For gaming fanatics, the list of special guests on hand for Q&As and keynote speeches reads like the top-line of a major summer festival, including YouTube star Markiplier, Lordminion777 and Muyskerm. Markiplier (born Mark Fischbach), 29, was born in Hawaii, but acutally got his gaming start in Cincinnati and to date has amasssed more than 23 million subscribers to his YouTube channel, which has racked up more than 11 billion views thanks to his high-energy Let’s Play YT videos, where he usually plays horror games.

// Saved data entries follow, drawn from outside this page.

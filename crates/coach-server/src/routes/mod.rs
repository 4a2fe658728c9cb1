//! Route definitions for the REST API.

mod health;
mod messages;
mod users;

use axum::{
    http::Uri,
    routing::{get, post, put},
    Router,
};

use crate::error::ApiError;
use crate::state::AppState;

/// Create the main application router.
pub fn create_router(state: AppState) -> Router {
    Router::new()
        // Health
        .route("/health", get(health::health_check))
        .route("/system/health", get(health::system_health))
        // Messages
        .route("/users/:id/messages", get(messages::list_messages))
        .route("/users/:id/messages/generate", post(messages::generate_messages))
        .route("/messages/:id/interactions", post(messages::record_interaction))
        // Profile and insights
        .route("/users/:id/profile", put(users::update_profile))
        .route("/users/:id/insights", get(users::get_insights))
        .fallback(not_found)
        // Attach state
        .with_state(state)
}

async fn not_found(uri: Uri) -> ApiError {
    ApiError::not_found(format!("No route for {}", uri.path()))
}

pub use health::*;
pub use messages::*;
pub use users::*;

#[cfg(test)]
mod tests {
    use std::sync::Arc;

    use axum::{
        body::{to_bytes, Body},
        http::{Request, StatusCode},
    };
    use chrono::{Duration, Utc};
    use coach_core::types::UserRecord;
    use coach_core::{CoachConfig, CoachingEngine, SqliteCoachStore};
    use coach_providers::{HeuristicPredictor, LogNotifier};
    use serde_json::Value;
    use tower::ServiceExt;

    use super::*;

    fn app() -> Router {
        let store = Arc::new(SqliteCoachStore::in_memory().unwrap());
        store
            .insert_user(&UserRecord::new("u1", "Ada", Utc::now() - Duration::days(30)))
            .unwrap();
        let engine = CoachingEngine::new(
            CoachConfig::default(),
            store.clone(),
            store,
            Arc::new(HeuristicPredictor::new()),
            Arc::new(LogNotifier::new()),
        );
        engine.seed_default_templates().unwrap();
        create_router(AppState::new(Arc::new(engine)))
    }

    async fn send(app: Router, request: Request<Body>) -> (StatusCode, Value) {
        let response = app.oneshot(request).await.unwrap();
        let status = response.status();
        let bytes = to_bytes(response.into_body(), usize::MAX).await.unwrap();
        let body = serde_json::from_slice(&bytes).unwrap_or(Value::Null);
        (status, body)
    }

    fn get(uri: &str) -> Request<Body> {
        Request::builder().uri(uri).body(Body::empty()).unwrap()
    }

    fn json(method: &str, uri: &str, body: Value) -> Request<Body> {
        Request::builder()
            .method(method)
            .uri(uri)
            .header("content-type", "application/json")
            .body(Body::from(body.to_string()))
            .unwrap()
    }

    #[tokio::test]
    async fn test_health() {
        let (status, body) = send(app(), get("/health")).await;
        assert_eq!(status, StatusCode::OK);
        assert_eq!(body["status"], "healthy");
    }

    #[tokio::test]
    async fn test_system_health_reports_empty_queue() {
        let (status, body) = send(app(), get("/system/health")).await;
        assert_eq!(status, StatusCode::OK);
        assert_eq!(body["status"], "healthy");
        assert_eq!(body["queue_depth"], 0);
    }

    #[tokio::test]
    async fn test_generate_for_unknown_user_is_404() {
        let request = Request::builder()
            .method("POST")
            .uri("/users/nobody/messages/generate")
            .body(Body::empty())
            .unwrap();
        let (status, body) = send(app(), request).await;
        assert_eq!(status, StatusCode::NOT_FOUND);
        assert_eq!(body["error"]["code"], "NF_002");
    }

    #[tokio::test]
    async fn test_list_messages_rejects_oversized_page() {
        let (status, body) = send(app(), get("/users/u1/messages?limit=500")).await;
        assert_eq!(status, StatusCode::UNPROCESSABLE_ENTITY);
        assert_eq!(body["error"]["code"], "VAL_003");
    }

    #[tokio::test]
    async fn test_list_messages_empty_page() {
        let (status, body) = send(app(), get("/users/u1/messages?status=sent")).await;
        assert_eq!(status, StatusCode::OK);
        assert_eq!(body["total"], 0);
        assert_eq!(body["items"].as_array().map(Vec::len), Some(0));
    }

    #[tokio::test]
    async fn test_update_profile_then_insights() {
        let app = app();
        let update = serde_json::json!({ "frequency": "minimal", "quiet_hours": [22, 23, 0] });
        let (status, body) = send(app.clone(), json("PUT", "/users/u1/profile", update)).await;
        assert_eq!(status, StatusCode::OK);
        assert_eq!(body["frequency"], "minimal");

        let (status, body) = send(app, get("/users/u1/insights")).await;
        assert_eq!(status, StatusCode::OK);
        assert_eq!(body["user_id"], "u1");
        assert_eq!(body["frequency"], "minimal");
    }

    #[tokio::test]
    async fn test_invalid_profile_hour_is_rejected() {
        let update = serde_json::json!({ "preferred_hours": [9, 24] });
        let (status, _) = send(app(), json("PUT", "/users/u1/profile", update)).await;
        assert_eq!(status, StatusCode::UNPROCESSABLE_ENTITY);
    }

    #[tokio::test]
    async fn test_interaction_with_bad_id() {
        let body = serde_json::json!({ "type": "read" });
        let (status, _) = send(app(), json("POST", "/messages/not-a-uuid/interactions", body)).await;
        assert_eq!(status, StatusCode::UNPROCESSABLE_ENTITY);
    }

    #[tokio::test]
    async fn test_interaction_with_unknown_message() {
        let body = serde_json::json!({ "type": "acted_on" });
        let uri = format!("/messages/{}/interactions", uuid::Uuid::new_v4());
        let (status, _) = send(app(), json("POST", &uri, body)).await;
        assert_eq!(status, StatusCode::NOT_FOUND);
    }

    #[tokio::test]
    async fn test_unknown_route() {
        let (status, body) = send(app(), get("/nope")).await;
        assert_eq!(status, StatusCode::NOT_FOUND);
        assert_eq!(body["error"]["code"], "NOT_FOUND");
    }
}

“I mentioned that Markiplier was coming and my son rattled off all kinds of stuff about him right away,” says Shafer, who sees the immersive event as a unique, authentic opportunity to tap into a millenial and Gen-Z audience that might otherwise be hard to reach given gaming’s repuation as an indoor, sometimes solitary (or virtual community) pursuit.

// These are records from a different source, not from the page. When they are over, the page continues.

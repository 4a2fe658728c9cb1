//! Factories for notifiers and predictors.

use std::sync::Arc;

use serde::{Deserialize, Serialize};
use strum::{Display, EnumString};

use coach_core::error::{CoachError, CoachResult};
use coach_core::traits::{Notifier, NotifierConfig, Predictor, PredictorConfig};

use crate::heuristic::HeuristicPredictor;
use crate::http_predictor::HttpPredictor;
use crate::log::LogNotifier;
use crate::webhook::WebhookNotifier;

/// Notification transports.
#[derive(Debug, Clone, Copy, PartialEq, Eq, Default, Serialize, Deserialize, Display, EnumString)]
#[strum(serialize_all = "snake_case", ascii_case_insensitive)]
#[serde(rename_all = "snake_case")]
pub enum NotifierProvider {
    #[default]
    Log,
    Webhook,
}

/// Prediction sources.
#[derive(Debug, Clone, Copy, PartialEq, Eq, Default, Serialize, Deserialize, Display, EnumString)]
#[strum(serialize_all = "snake_case", ascii_case_insensitive)]
#[serde(rename_all = "snake_case")]
pub enum PredictorProvider {
    #[default]
    Heuristic,
    Http,
}

/// Parse a provider name, mapping unknown names to an unsupported-provider error.
pub fn parse_provider<P: std::str::FromStr>(name: &str) -> CoachResult<P> {
    name.parse().map_err(|_| CoachError::UnsupportedProvider {
        provider: name.to_string(),
    })
}

/// Factory for creating notifiers.
pub struct NotifierFactory;

impl NotifierFactory {
    pub fn create(provider: NotifierProvider, config: NotifierConfig) -> CoachResult<Arc<dyn Notifier>> {
        match provider {
            NotifierProvider::Log => Ok(Arc::new(LogNotifier::new())),
            NotifierProvider::Webhook => Ok(Arc::new(WebhookNotifier::new(config)?)),
        }
    }

    pub fn log() -> Arc<dyn Notifier> {
        Arc::new(LogNotifier::new())
    }

    pub fn webhook(url: impl Into<String>) -> CoachResult<Arc<dyn Notifier>> {
        Self::create(
            NotifierProvider::Webhook,
            NotifierConfig {
                url: Some(url.into()),
                ..Default::default()
            },
        )
    }
}

/// Factory for creating predictors.
pub struct PredictorFactory;

impl PredictorFactory {
    pub fn create(provider: PredictorProvider, config: PredictorConfig) -> CoachResult<Arc<dyn Predictor>> {
        match provider {
            PredictorProvider::Heuristic => Ok(Arc::new(HeuristicPredictor::new())),
            PredictorProvider::Http => Ok(Arc::new(HttpPredictor::new(config)?)),
        }
    }

    pub fn heuristic() -> Arc<dyn Predictor> {
        Arc::new(HeuristicPredictor::new())
    }
}

#[cfg(test)]
mod tests {
    use super::*;

    #[test]
    fn test_parse_provider_names() {
        let notifier: NotifierProvider = parse_provider("Webhook").unwrap();
        assert_eq!(notifier, NotifierProvider::Webhook);
        let predictor: PredictorProvider = parse_provider("http").unwrap();
        assert_eq!(predictor, PredictorProvider::Http);
        assert_eq!(NotifierProvider::Log.to_string(), "log");
    }

    #[test]
    fn test_unknown_provider_is_unsupported() {
        let err = parse_provider::<NotifierProvider>("carrier-pigeon").unwrap_err();
        assert!(matches!(err, CoachError::UnsupportedProvider { .. }));
    }

    #[test]
    fn test_webhook_without_url_fails() {
        std::env::remove_var("COACH_WEBHOOK_URL");
        let result = NotifierFactory::create(NotifierProvider::Webhook, NotifierConfig::default());
        assert!(matches!(result, Err(CoachError::Configuration(_))));
    }
}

The dive into the new digital arena made sense to Donabedian considering that professional Esports are expected to generate more than $1 billion in revenue in 2019 and there is currently nothing like PiviP — a pallindrome he landed on because it is similar to the Esports acronym for “player vs. player,” has the pharse “VIP” embedded in it and kind of looks like a video game player’s handle. Neither man could predict what attendance for the first-year event will be since there is no hard ticket this year, but Donabedian is confident that dedicated gamers and those just standing in line for a ride who catch a bit of an Overwatch tournament on a monitor will get caught up in the excitment of the day’s action.

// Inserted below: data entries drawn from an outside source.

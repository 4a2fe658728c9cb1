//! Webhook notification transport.
//!
//! Posts each notification as JSON to a configured endpoint. When a secret is
//! configured the body is signed with HMAC-SHA256 and the signature sent in
//! `X-Coach-Signature` as `sha256=<hex>`.

use std::time::Duration;

use async_trait::async_trait;
use hmac::{Hmac, Mac};
use reqwest::Client;
use secrecy::{ExposeSecret, SecretString};
use sha2::Sha256;
use tracing::debug;
use url::Url;

use coach_core::error::{CoachError, CoachResult, ErrorCode};
use coach_core::traits::{Notification, Notifier, NotifierConfig};

const DEFAULT_TIMEOUT_SECS: u64 = 10;
pub const SIGNATURE_HEADER: &str = "X-Coach-Signature";

/// Delivers notifications to an HTTP endpoint.
pub struct WebhookNotifier {
    client: Client,
    url: Url,
    secret: Option<SecretString>,
}

impl WebhookNotifier {
    pub fn new(config: NotifierConfig) -> CoachResult<Self> {
        let raw_url = config
            .url
            .or_else(|| std::env::var("COACH_WEBHOOK_URL").ok())
            .ok_or_else(|| {
                CoachError::Configuration(
                    "Webhook URL not found. Set COACH_WEBHOOK_URL or provide url in config.".to_string(),
                )
            })?;
        let url = Url::parse(&raw_url)
            .map_err(|e| CoachError::Configuration(format!("Invalid webhook URL '{}': {}", raw_url, e)))?;
        let secret = config
            .secret
            .or_else(|| std::env::var("COACH_WEBHOOK_SECRET").ok())
            .map(SecretString::new);

        let timeout = match config.timeout_secs {
            0 => DEFAULT_TIMEOUT_SECS,
            secs => secs,
        };
        let client = Client::builder()
            .timeout(Duration::from_secs(timeout))
            .build()
            .map_err(|e| CoachError::Configuration(format!("Failed to create HTTP client: {}", e)))?;

        Ok(Self { client, url, secret })
    }

    pub fn url(&self) -> &Url {
        &self.url
    }

    fn signature(&self, payload: &str) -> CoachResult<Option<String>> {
        self.secret
            .as_ref()
            .map(|secret| sign_payload(payload, secret.expose_secret()))
            .transpose()
    }
}

#[async_trait]
impl Notifier for WebhookNotifier {
    async fn deliver(&self, notification: &Notification) -> CoachResult<()> {
        let payload = serde_json::to_string(notification)?;

        let mut request = self
            .client
            .post(self.url.clone())
            .header("Content-Type", "application/json")
            .header("X-Coach-Message", notification.message_id.as_str());
        if let Some(signature) = self.signature(&payload)? {
            request = request.header(SIGNATURE_HEADER, signature);
        }

        let response = request
            .body(payload)
            .send()
            .await
            .map_err(|e| CoachError::delivery(format!("Webhook request failed: {}", e)))?;

        let status = response.status();
        if status.is_success() {
            debug!(message_id = %notification.message_id, status = %status, "Webhook accepted notification");
            return Ok(());
        }
        let body = response.text().await.unwrap_or_default();
        let code = if status.is_client_error() {
            ErrorCode::DlvRejected
        } else {
            ErrorCode::DlvTransportFailed
        };
        Err(CoachError::Delivery {
            message: format!("Webhook returned {}: {}", status, body),
            code,
            source: None,
        })
    }
}

/// `sha256=<hex>` HMAC of `payload` under `secret`.
pub fn sign_payload(payload: &str, secret: &str) -> CoachResult<String> {
    let mut mac = Hmac::<Sha256>::new_from_slice(secret.as_bytes())
        .map_err(|e| CoachError::Configuration(format!("Invalid webhook secret: {}", e)))?;
    mac.update(payload.as_bytes());
    Ok(format!("sha256={}", hex::encode(mac.finalize().into_bytes())))
}

/// Check a signature produced by [`sign_payload`].
///
/// Receivers use this to authenticate deliveries.
pub fn verify_signature(payload: &str, secret: &str, signature: &str) -> bool {
    let Some(hex_sig) = signature.strip_prefix("sha256=") else {
        return false;
    };
    let Ok(bytes) = hex::decode(hex_sig) else {
        return false;
    };
    let Ok(mut mac) = Hmac::<Sha256>::new_from_slice(secret.as_bytes()) else {
        return false;
    };
    mac.update(payload.as_bytes());
    mac.verify_slice(&bytes).is_ok()
}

The cost of admission to the park includes a full day of access to KI’s rides and facilities, as well as a PiviP Action Zone with the VR Rhythm Game Beat Saber, selfie opportunities with some of the region’s leading cosplayers, an indoor exhibitors hall, meet & greets and Q&As with leading gamers and a parkwide Pokemon Go contest.
The tournaments will be MC’d by Jess Brohard, a frequent host for the CODWorld League and veteran Major League Gaming (MLG) host based out of neighboring Columbus, Ohio. Due to its preview nature, the qualifying tournaments for the competitions in Super Smash Bros. Ultimate, Fortnite, League of Legends and Overwatch were held in March and April, with finalists from those tournaments competing for a share of a $20,000 prize pool in battles that will be streamed live on the Twitch video platform from KI’s Festhaus.
For Donabedian, 2019 is a trail balloon for what he hopes will be a much bigger event in 2020, with on-site competitions and a larger takeover of the park, and, possibly, a musical aspect as well. “Our goal is to expand the tournament into [KI’s] Timberwolf amphitheater,” he says of the park’s barely-used 9,000-capacity venue, which in the past has hosted everyone from Britney Spears to Johnny Cash, Plain White T’s, Jimmy Buffett and INXS.
“We’re looking for something that can scale and if it works here there’s no reason we can’t pick it up and move it to another park and have the same guest experience benefit there,” says Shafer, who has been “blown away” by the guest reaction so far and reach-out from brands interested in partnering with PiviP. “It’s a great way to connect gamers to Kings Island and give them a chance to go to a conference, then connect with people and say, ‘let’s go see Markiplier and then ride the Banshee together.'”
Donabedian says the deal with Cedar Fair is for this year only at the moment, but if the first one works out, he expects to move forward with the 2020 expansion and have PiviP in multiple parks by 2021.